De nombreux cas de censure d’événements et de travaux scientifiques abordant des thèmes gênants pour le gouvernement (comme l’immigration, les droits LGBT ou les inégalités entre les sexes), en particulier en sciences sociales, ont aussi été documentés. Enfin, une vague de mesures d’austérité et de privatisations touche actuellement l’éducation supérieure.

À la session d’automne 2018, Sabrina Paillé était Visiting Student au département de sociologie et d’anthropologie sociale de la Central European University (CEU) à Budapest.

Un tournant illibéral

L’offensive actuelle contre la CEU et le monde universitaire en Hongrie s’inscrit de plein pied dans le projet de société défendu par Viktor Orban, qui entend ouvertement faire de son pays une «démocratie illibérale». Depuis 2010, le premier ministre multiplie les mesures destinées à réduire le rôle de l’opposition, à supprimer l’indépendance des médias et à entraver le travail des organisations non gouvernementales œuvrant à la promotion des droits humains. La répression des universités et de la recherche participe d’une stratégie d’affaiblissement des contre-pouvoirs et de la société civile – et plus particulièrement des voix dissidentes jugées hostiles aux intérêts de la «nation».
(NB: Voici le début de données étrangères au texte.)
//! In-memory hosts for tests
//!
//! Every call made through a mock device is recorded on the host, so tests
//! can assert on transfers, writes and the exact open/claim/close sequence.

use async_trait::async_trait;
use std::collections::HashMap;
use std::sync::{Arc, Mutex, MutexGuard};

use super::{
    DeviceInfo, EndpointDirection, EndpointKind, HostError, HostResult, SerialHost, SerialPort,
    SerialWriter, UsbAlternate, UsbConfiguration, UsbDevice, UsbDeviceFilter, UsbEndpoint, UsbHost,
    UsbInterface,
};

fn lock<T>(m: &Mutex<T>) -> MutexGuard<'_, T> {
    m.lock().unwrap_or_else(|e| e.into_inner())
}

fn record_serial(state: &Mutex<SerialState>, method: &'static str) -> HostResult<()> {
    let mut state = lock(state);
    state.calls.push(method.to_string());
    match state.failing_calls.get(method) {
        Some(err) => Err(err.clone()),
        None => Ok(()),
    }
}

// ============================================================================
// USB
// ============================================================================

struct UsbState {
    pick: Result<(DeviceInfo, UsbConfiguration), HostError>,
    requests: usize,
    calls: Vec<String>,
    transfers: Vec<(u8, Vec<u8>)>,
    transfer_error: Option<HostError>,
    failing_calls: HashMap<&'static str, HostError>,
}

/// Mock USB host handing out one scripted device
#[derive(Clone)]
pub struct MockUsbHost {
    state: Arc<Mutex<UsbState>>,
}

impl MockUsbHost {
    /// A printer with a single bulk OUT endpoint (0x01) on interface 0
    pub fn printer() -> Self {
        Self::with_configuration(UsbConfiguration {
            value: 1,
            interfaces: vec![UsbInterface {
                number: 0,
                alternates: vec![UsbAlternate {
                    setting: 0,
                    class_code: 7,
                    endpoints: vec![
                        UsbEndpoint {
                            address: 0x01,
                            direction: EndpointDirection::Out,
                            kind: EndpointKind::Bulk,
                            max_packet_size: 64,
                        },
                        UsbEndpoint {
                            address: 0x82,
                            direction: EndpointDirection::In,
                            kind: EndpointKind::Bulk,
                            max_packet_size: 64,
                        },
                    ],
                }],
            }],
        })
    }

    /// A device exposing the given configuration once configured
    pub fn with_configuration(configuration: UsbConfiguration) -> Self {
        let info = DeviceInfo::Usb {
            product_name: Some("LR2000E".to_string()),
            manufacturer_name: Some("Logic Controls".to_string()),
            vendor_id: 0x0FA8,
            product_id: 0xA030,
            serial_number: Some("LC0001".to_string()),
        };
        Self::new(Ok((info, configuration)))
    }

    /// A host whose picker always fails with `err`
    pub fn failing(err: HostError) -> Self {
        Self::new(Err(err))
    }

    /// A host whose picker is dismissed by the user
    pub fn cancelled() -> Self {
        Self::failing(HostError::NotFound("No device selected.".to_string()))
    }

    fn new(pick: Result<(DeviceInfo, UsbConfiguration), HostError>) -> Self {
        Self {
            state: Arc::new(Mutex::new(UsbState {
                pick,
                requests: 0,
                calls: Vec::new(),
                transfers: Vec::new(),
                transfer_error: None,
                failing_calls: HashMap::new(),
            })),
        }
    }

    /// Make every following transfer fail
    pub fn fail_transfers_with(&self, err: HostError) {
        lock(&self.state).transfer_error = Some(err);
    }

    /// Make a device method (`open`, `claim_interface`, `close`, ...) fail.
    /// The call is still recorded.
    pub fn fail_call(&self, method: &'static str, err: HostError) {
        lock(&self.state).failing_calls.insert(method, err);
    }

    pub fn requests(&self) -> usize {
        lock(&self.state).requests
    }

    /// Device calls in order, e.g. `claim_interface(0)`
    pub fn calls(&self) -> Vec<String> {
        lock(&self.state).calls.clone()
    }

    /// Recorded bulk transfers as (endpoint, bytes)
    pub fn transfers(&self) -> Vec<(u8, Vec<u8>)> {
        lock(&self.state).transfers.clone()
    }

    /// All transferred bytes concatenated
    pub fn sent_bytes(&self) -> Vec<u8> {
        lock(&self.state)
            .transfers
            .iter()
            .flat_map(|(_, data)| data.iter().copied())
            .collect()
    }
}

#[async_trait]
impl UsbHost for MockUsbHost {
    async fn request_device(&self, _filters: &[UsbDeviceFilter]) -> HostResult<Box<dyn UsbDevice>> {
        let mut state = lock(&self.state);
        state.requests += 1;
        let (info, configuration) = state.pick.clone()?;
        Ok(Box::new(MockUsbDevice {
            state: self.state.clone(),
            info,
            configuration,
            opened: false,
            configured: false,
        }))
    }
}

struct MockUsbDevice {
    state: Arc<Mutex<UsbState>>,
    info: DeviceInfo,
    configuration: UsbConfiguration,
    opened: bool,
    configured: bool,
}

impl MockUsbDevice {
    fn record(&self, method: &'static str, call: String) -> HostResult<()> {
        let mut state = lock(&self.state);
        state.calls.push(call);
        match state.failing_calls.get(method) {
            Some(err) => Err(err.clone()),
            None => Ok(()),
        }
    }
}

#[async_trait]
impl UsbDevice for MockUsbDevice {
    async fn open(&mut self) -> HostResult<()> {
        self.record("open", "open".to_string())?;
        self.opened = true;
        Ok(())
    }

    fn configuration(&self) -> Option<UsbConfiguration> {
        (self.opened && self.configured).then(|| self.configuration.clone())
    }

    async fn select_configuration(&mut self, value: u8) -> HostResult<()> {
        self.record("select_configuration", format!("select_configuration({})", value))?;
        self.configured = true;
        Ok(())
    }

    async fn claim_interface(&mut self, interface: u8) -> HostResult<()> {
        self.record("claim_interface", format!("claim_interface({})", interface))
    }

    async fn select_alternate(&mut self, interface: u8, alternate: u8) -> HostResult<()> {
        self.record(
            "select_alternate",
            format!("select_alternate({}, {})", interface, alternate),
        )
    }

    async fn release_interface(&mut self, interface: u8) -> HostResult<()> {
        self.record("release_interface", format!("release_interface({})", interface))
    }

    async fn transfer_out(&mut self, endpoint: u8, data: &[u8]) -> HostResult<usize> {
        let mut state = lock(&self.state);
        if let Some(err) = state.transfer_error.clone() {
            return Err(err);
        }
        state.transfers.push((endpoint, data.to_vec()));
        Ok(data.len())
    }

    async fn close(&mut self) -> HostResult<()> {
        self.opened = false;
        self.record("close", "close".to_string())
    }

    fn info(&self) -> DeviceInfo {
        self.info.clone()
    }
}

// ============================================================================
// Serial
// ============================================================================

struct SerialState {
    pick: Result<DeviceInfo, HostError>,
    accepted_baud: Option<u32>,
    reject_all: bool,
    already_open: bool,
    open_attempts: Vec<u32>,
    calls: Vec<String>,
    writes: Vec<Vec<u8>>,
    write_error: Option<HostError>,
    failing_calls: HashMap<&'static str, HostError>,
}

/// Mock serial host handing out one scripted port
#[derive(Clone)]
pub struct MockSerialHost {
    state: Arc<Mutex<SerialState>>,
}

impl MockSerialHost {
    /// A USB-serial adapter that opens at any baud rate
    pub fn port() -> Self {
        Self::new(Ok(DeviceInfo::Serial {
            port_name: "/dev/ttyUSB0".to_string(),
            vendor_id: Some(0x067B),
            product_id: Some(0x2303),
        }))
    }

    pub fn failing(err: HostError) -> Self {
        Self::new(Err(err))
    }

    pub fn cancelled() -> Self {
        Self::failing(HostError::NotFound("No port selected.".to_string()))
    }

    fn new(pick: Result<DeviceInfo, HostError>) -> Self {
        Self {
            state: Arc::new(Mutex::new(SerialState {
                pick,
                accepted_baud: None,
                reject_all: false,
                already_open: false,
                open_attempts: Vec::new(),
                calls: Vec::new(),
                writes: Vec::new(),
                write_error: None,
                failing_calls: HashMap::new(),
            })),
        }
    }

    /// Only this baud rate opens
    pub fn accept_only(self, baud: u32) -> Self {
        lock(&self.state).accepted_baud = Some(baud);
        self
    }

    /// Every open attempt fails
    pub fn reject_all(self) -> Self {
        lock(&self.state).reject_all = true;
        self
    }

    /// Report the port as already open on every attempt
    pub fn already_open(self) -> Self {
        lock(&self.state).already_open = true;
        self
    }

    pub fn fail_writes_with(&self, err: HostError) {
        lock(&self.state).write_error = Some(err);
    }

    /// Make `writer`, `close` or `release` fail. The call is still recorded.
    pub fn fail_call(&self, method: &'static str, err: HostError) {
        lock(&self.state).failing_calls.insert(method, err);
    }

    pub fn open_attempts(&self) -> Vec<u32> {
        lock(&self.state).open_attempts.clone()
    }

    pub fn calls(&self) -> Vec<String> {
        lock(&self.state).calls.clone()
    }

    pub fn writes(&self) -> Vec<Vec<u8>> {
        lock(&self.state).writes.clone()
    }
}

#[async_trait]
impl SerialHost for MockSerialHost {
    async fn request_port(&self) -> HostResult<Box<dyn SerialPort>> {
        let info = lock(&self.state).pick.clone()?;
        Ok(Box::new(MockSerialPort {
            state: self.state.clone(),
            info,
        }))
    }
}

struct MockSerialPort {
    state: Arc<Mutex<SerialState>>,
    info: DeviceInfo,
}

#[async_trait]
impl SerialPort for MockSerialPort {
    async fn open(&mut self, baud_rate: u32) -> HostResult<()> {
        let mut state = lock(&self.state);
        state.open_attempts.push(baud_rate);
        if state.already_open {
            return Err(HostError::AlreadyOpen);
        }
        let accepted = !state.reject_all && state.accepted_baud.is_none_or(|b| b == baud_rate);
        if !accepted {
            return Err(HostError::Io(format!("cannot open at {} baud", baud_rate)));
        }
        state.calls.push(format!("open({})", baud_rate));
        Ok(())
    }

    async fn writer(&mut self) -> HostResult<Box<dyn SerialWriter>> {
        record_serial(&self.state, "writer")?;
        Ok(Box::new(MockSerialWriter {
            state: self.state.clone(),
        }))
    }

    async fn close(&mut self) -> HostResult<()> {
        record_serial(&self.state, "close")
    }

    fn info(&self) -> DeviceInfo {
        self.info.clone()
    }
}

struct MockSerialWriter {
    state: Arc<Mutex<SerialState>>,
}

#[async_trait]
impl SerialWriter for MockSerialWriter {
    async fn write(&mut self, data: &[u8]) -> HostResult<()> {
        let mut state = lock(&self.state);
        if let Some(err) = state.write_error.clone() {
            return Err(err);
        }
        state.writes.push(data.to_vec());
        Ok(())
    }

    async fn flush(&mut self) -> HostResult<()> {
        let mut state = lock(&self.state);
        if let Some(err) = state.write_error.clone() {
            return Err(err);
        }
        state.calls.push("flush".to_string());
        Ok(())
    }

    async fn release(&mut self) -> HostResult<()> {
        record_serial(&self.state, "release")
    }
}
La mise à mal de la démocratie et de l’état de droit en Hongrie ne passe pas inaperçue au sein du parlement européen. Au début septembre, une majorité de députés votaient en faveur du Rapport Sargentini condamnant «la violation grave par la Hongrie des valeurs sur lesquelles l’Union est fondée». Cela implique cependant peu de conséquences en pratique. La Hongrie pourrait à terme perdre le droit de vote au sein de l’Union européenne, mais cette issue est improbable car elle demanderait une décision unanime de tous les États membres. Par ailleurs, le Parti populaire européen, qui réunit les conservateurs et chrétiens-démocrates au niveau européen et dont fait partie le Fidesz, est divisé quant à l’attitude à adopter face à Orban. Alors que l’Allemand Manfred Weber a déjà déclaré publiquement que le dossier concernant la CEU constituait une «ligne rouge» pour le parti, celui-ci tarde à prendre position.

Quelle est la suite?

Si le sort de la CEU demeure à ce jour incertain, il ne le demeurera plus bien longtemps. L’administration de l’université entretient depuis un moment la possibilité de déménager le campus à Vienne. Le 25 octobre, le recteur Michael Ignatieff annonçait la décision de l’administration de lancer un ultimatum au gouvernement afin de conclure une entente d’ici le 1er décembre. Entre temps, les étudiant.es s’organisent. Une série d’actions de solidarité ont déjà pris place à travers les universités et instituts de recherche. Le 24 novembre, à une semaine de la date butoir, une grande manifestation pour la liberté académique a eu lieu à Budapest. Une occupation qui s’est poursuive toute la semaine de la place Kossuth Lajos devant le parlement, où se tient une université populaire, est en cours.

Quelle que soit l’issue, ce qui se passe en Hongrie touche à des enjeux qui dépassent l’avenir de la CEU et devrait retenir l’attention toute personne préoccupée de ce que font les populistes au pouvoir. Comme le chantaient les manifestants à Budapest, “It did not start with CEU, it will not end with CEU”.